### SOURCE MATERIAL
+ + + +

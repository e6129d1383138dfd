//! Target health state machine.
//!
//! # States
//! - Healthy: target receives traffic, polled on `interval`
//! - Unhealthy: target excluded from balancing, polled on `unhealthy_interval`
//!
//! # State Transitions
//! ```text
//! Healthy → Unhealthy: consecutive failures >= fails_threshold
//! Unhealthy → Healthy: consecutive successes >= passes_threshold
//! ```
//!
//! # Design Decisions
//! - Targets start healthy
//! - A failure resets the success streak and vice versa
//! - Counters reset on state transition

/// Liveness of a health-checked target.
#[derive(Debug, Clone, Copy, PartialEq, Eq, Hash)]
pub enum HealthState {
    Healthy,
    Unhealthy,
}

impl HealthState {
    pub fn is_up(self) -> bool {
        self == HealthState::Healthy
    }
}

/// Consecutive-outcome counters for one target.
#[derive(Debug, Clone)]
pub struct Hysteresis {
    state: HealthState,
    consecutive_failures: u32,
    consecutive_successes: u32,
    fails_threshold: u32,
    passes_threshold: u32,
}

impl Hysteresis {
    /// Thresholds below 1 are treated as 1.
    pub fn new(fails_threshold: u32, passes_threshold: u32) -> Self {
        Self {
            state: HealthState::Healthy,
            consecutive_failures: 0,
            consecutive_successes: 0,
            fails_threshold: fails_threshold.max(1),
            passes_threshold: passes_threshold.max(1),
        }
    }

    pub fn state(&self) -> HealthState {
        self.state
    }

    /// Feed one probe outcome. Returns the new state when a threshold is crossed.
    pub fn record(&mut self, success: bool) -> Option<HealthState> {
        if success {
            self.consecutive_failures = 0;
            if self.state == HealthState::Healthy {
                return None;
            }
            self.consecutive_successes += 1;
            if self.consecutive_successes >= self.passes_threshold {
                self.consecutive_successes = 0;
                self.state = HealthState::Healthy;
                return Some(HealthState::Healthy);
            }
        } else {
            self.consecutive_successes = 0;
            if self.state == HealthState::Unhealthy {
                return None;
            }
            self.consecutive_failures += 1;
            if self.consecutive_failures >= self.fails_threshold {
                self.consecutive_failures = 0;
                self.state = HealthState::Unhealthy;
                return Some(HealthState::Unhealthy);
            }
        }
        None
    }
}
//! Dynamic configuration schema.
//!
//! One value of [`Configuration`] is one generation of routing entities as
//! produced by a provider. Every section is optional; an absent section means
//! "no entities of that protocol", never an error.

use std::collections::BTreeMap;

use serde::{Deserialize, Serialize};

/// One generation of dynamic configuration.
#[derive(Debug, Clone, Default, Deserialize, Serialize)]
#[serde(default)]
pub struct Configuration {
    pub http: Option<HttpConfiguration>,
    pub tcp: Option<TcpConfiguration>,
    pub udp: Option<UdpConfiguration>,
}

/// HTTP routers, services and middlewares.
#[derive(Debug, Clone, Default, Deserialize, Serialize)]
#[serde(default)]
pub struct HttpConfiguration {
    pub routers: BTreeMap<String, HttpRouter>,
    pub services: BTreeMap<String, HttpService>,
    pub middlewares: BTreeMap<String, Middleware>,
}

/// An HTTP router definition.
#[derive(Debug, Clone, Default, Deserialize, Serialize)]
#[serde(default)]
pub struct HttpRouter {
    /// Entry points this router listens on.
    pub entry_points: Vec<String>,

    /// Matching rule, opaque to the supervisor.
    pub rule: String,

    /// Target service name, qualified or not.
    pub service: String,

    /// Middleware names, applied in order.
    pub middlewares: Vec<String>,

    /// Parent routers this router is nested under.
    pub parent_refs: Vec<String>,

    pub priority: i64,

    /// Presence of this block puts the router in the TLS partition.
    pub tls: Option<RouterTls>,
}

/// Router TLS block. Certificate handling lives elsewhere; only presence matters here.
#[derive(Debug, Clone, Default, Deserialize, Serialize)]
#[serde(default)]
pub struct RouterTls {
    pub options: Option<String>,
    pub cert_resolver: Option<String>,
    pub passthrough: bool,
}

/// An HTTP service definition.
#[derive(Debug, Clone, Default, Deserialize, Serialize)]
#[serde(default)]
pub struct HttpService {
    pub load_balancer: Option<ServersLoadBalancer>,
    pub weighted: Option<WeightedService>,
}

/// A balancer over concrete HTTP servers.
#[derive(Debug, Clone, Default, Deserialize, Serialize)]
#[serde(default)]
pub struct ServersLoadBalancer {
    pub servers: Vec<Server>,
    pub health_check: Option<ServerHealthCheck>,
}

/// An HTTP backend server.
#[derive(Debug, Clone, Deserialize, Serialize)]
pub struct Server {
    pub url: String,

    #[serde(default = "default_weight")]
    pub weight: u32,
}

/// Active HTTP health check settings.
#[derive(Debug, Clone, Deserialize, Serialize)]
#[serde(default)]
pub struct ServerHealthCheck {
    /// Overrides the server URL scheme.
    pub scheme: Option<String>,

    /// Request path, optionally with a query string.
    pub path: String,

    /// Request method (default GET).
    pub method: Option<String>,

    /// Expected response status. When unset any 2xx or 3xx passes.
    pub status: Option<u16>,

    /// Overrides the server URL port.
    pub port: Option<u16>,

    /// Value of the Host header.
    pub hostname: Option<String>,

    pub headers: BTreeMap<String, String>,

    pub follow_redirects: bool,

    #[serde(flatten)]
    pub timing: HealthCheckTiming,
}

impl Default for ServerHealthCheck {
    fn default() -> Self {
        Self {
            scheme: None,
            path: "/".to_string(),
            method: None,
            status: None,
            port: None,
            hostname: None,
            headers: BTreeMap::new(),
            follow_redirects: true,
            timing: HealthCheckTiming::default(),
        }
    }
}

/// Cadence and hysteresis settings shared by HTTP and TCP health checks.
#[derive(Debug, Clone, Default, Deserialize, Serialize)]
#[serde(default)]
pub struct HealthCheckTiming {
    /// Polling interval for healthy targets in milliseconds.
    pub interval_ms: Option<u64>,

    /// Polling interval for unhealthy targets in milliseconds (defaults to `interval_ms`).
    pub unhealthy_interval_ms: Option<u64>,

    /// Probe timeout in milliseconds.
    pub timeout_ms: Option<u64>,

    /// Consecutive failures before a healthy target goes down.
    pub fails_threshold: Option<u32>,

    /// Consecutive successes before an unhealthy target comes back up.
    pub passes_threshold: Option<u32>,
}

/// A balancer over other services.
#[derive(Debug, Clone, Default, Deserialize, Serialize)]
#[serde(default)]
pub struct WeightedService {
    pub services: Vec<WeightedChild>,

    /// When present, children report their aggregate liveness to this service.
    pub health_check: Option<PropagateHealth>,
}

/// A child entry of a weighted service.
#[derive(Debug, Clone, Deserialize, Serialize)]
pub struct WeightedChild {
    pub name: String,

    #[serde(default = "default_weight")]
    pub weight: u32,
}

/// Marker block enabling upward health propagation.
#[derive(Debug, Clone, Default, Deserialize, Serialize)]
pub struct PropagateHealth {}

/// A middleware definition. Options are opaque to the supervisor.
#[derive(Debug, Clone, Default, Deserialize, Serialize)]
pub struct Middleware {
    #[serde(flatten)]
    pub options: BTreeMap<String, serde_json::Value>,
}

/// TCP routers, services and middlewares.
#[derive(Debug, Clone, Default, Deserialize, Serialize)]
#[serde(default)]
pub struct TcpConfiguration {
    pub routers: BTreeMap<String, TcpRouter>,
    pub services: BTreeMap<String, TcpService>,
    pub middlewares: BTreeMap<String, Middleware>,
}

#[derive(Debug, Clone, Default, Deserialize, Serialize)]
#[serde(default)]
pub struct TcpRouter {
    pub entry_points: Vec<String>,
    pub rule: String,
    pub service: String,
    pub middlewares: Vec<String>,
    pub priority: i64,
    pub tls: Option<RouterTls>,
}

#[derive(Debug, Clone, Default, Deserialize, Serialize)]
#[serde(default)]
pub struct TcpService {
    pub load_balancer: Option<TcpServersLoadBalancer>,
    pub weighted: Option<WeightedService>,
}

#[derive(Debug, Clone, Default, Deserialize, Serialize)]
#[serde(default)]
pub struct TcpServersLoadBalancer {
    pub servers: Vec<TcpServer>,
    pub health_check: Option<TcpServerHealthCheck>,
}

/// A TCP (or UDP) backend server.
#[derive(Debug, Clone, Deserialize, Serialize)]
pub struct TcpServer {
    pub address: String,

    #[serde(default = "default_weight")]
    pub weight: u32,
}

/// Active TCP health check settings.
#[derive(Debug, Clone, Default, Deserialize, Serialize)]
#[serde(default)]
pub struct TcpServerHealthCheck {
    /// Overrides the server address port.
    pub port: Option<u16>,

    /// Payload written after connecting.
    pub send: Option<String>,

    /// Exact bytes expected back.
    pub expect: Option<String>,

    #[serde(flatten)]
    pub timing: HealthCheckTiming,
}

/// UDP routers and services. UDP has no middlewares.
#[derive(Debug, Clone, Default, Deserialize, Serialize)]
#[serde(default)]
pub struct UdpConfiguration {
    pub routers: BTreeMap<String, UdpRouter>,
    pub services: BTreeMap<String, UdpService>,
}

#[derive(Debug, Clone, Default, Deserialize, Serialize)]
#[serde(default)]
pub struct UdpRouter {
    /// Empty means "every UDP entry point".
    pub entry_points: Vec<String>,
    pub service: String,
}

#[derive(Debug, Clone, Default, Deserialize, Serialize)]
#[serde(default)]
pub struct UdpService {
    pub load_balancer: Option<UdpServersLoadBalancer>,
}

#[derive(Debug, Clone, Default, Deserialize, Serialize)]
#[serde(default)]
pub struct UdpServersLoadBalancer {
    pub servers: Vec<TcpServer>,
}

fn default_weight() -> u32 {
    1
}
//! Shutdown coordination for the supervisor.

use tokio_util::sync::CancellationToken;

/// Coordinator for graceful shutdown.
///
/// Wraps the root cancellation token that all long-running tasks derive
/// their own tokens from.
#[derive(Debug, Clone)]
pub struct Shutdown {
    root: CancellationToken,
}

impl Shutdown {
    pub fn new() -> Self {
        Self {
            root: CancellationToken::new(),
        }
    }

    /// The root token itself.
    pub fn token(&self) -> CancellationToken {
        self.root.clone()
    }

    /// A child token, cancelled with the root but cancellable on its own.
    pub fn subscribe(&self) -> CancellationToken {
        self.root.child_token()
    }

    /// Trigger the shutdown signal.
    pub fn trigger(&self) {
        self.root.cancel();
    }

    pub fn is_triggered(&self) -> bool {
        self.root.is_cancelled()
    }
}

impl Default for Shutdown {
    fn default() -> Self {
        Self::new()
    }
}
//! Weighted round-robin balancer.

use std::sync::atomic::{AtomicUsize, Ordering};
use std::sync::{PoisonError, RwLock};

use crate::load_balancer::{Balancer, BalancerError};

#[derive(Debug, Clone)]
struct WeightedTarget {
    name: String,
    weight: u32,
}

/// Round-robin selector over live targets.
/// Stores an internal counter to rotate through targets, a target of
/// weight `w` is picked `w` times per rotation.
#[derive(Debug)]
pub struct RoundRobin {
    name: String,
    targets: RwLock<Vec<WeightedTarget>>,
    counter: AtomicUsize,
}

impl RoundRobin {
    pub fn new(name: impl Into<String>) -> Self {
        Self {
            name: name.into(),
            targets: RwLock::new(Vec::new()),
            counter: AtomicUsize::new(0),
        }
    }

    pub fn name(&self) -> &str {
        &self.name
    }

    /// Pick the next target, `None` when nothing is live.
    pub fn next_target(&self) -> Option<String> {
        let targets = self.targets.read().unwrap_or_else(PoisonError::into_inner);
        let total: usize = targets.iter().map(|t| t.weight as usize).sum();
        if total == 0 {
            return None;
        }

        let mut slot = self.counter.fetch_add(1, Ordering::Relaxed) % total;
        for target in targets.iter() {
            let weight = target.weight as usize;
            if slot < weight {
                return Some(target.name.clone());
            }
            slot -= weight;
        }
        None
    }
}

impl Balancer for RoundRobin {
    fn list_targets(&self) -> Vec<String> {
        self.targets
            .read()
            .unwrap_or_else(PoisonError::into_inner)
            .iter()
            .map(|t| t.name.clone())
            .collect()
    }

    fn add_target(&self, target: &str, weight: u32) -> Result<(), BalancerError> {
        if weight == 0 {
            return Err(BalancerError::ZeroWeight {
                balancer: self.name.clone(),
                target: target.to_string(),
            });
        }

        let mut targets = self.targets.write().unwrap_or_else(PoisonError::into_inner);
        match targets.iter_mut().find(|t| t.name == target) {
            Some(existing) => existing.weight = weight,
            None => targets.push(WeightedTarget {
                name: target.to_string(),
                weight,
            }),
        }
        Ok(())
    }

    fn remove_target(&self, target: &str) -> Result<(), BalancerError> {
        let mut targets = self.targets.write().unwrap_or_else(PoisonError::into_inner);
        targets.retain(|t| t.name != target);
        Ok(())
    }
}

+ + + +

### THE PROBLEM
Up to and including the line with "pub fn record(&mut", please return the records exactly, beginning from their first line.

### RESPONSE BOX
repository e6129d1383138dfd
//! Target health state machine.
//!
//! # States
//! - Healthy: target receives traffic, polled on `interval`
//! - Unhealthy: target excluded from balancing, polled on `unhealthy_interval`
//!
//! # State Transitions
//! ```text
//! Healthy → Unhealthy: consecutive failures >= fails_threshold
//! Unhealthy → Healthy: consecutive successes >= passes_threshold
//! ```
//!
//! # Design Decisions
//! - Targets start healthy
//! - A failure resets the success streak and vice versa
//! - Counters reset on state transition

/// Liveness of a health-checked target.
#[derive(Debug, Clone, Copy, PartialEq, Eq, Hash)]
pub enum HealthState {
    Healthy,
    Unhealthy,
}

impl HealthState {
    pub fn is_up(self) -> bool {
        self == HealthState::Healthy
    }
}

/// Consecutive-outcome counters for one target.
#[derive(Debug, Clone)]
pub struct Hysteresis {
    state: HealthState,
    consecutive_failures: u32,
    consecutive_successes: u32,
    fails_threshold: u32,
    passes_threshold: u32,
}

impl Hysteresis {
    /// Thresholds below 1 are treated as 1.
    pub fn new(fails_threshold: u32, passes_threshold: u32) -> Self {
        Self {
            state: HealthState::Healthy,
            consecutive_failures: 0,
            consecutive_successes: 0,
            fails_threshold: fails_threshold.max(1),
            passes_threshold: passes_threshold.max(1),
        }
    }

    pub fn state(&self) -> HealthState {
        self.state
    }

    /// Feed one probe outcome. Returns the new state when a threshold is crossed.
    pub fn record(&mut self, success: bool) -> Option<HealthState> {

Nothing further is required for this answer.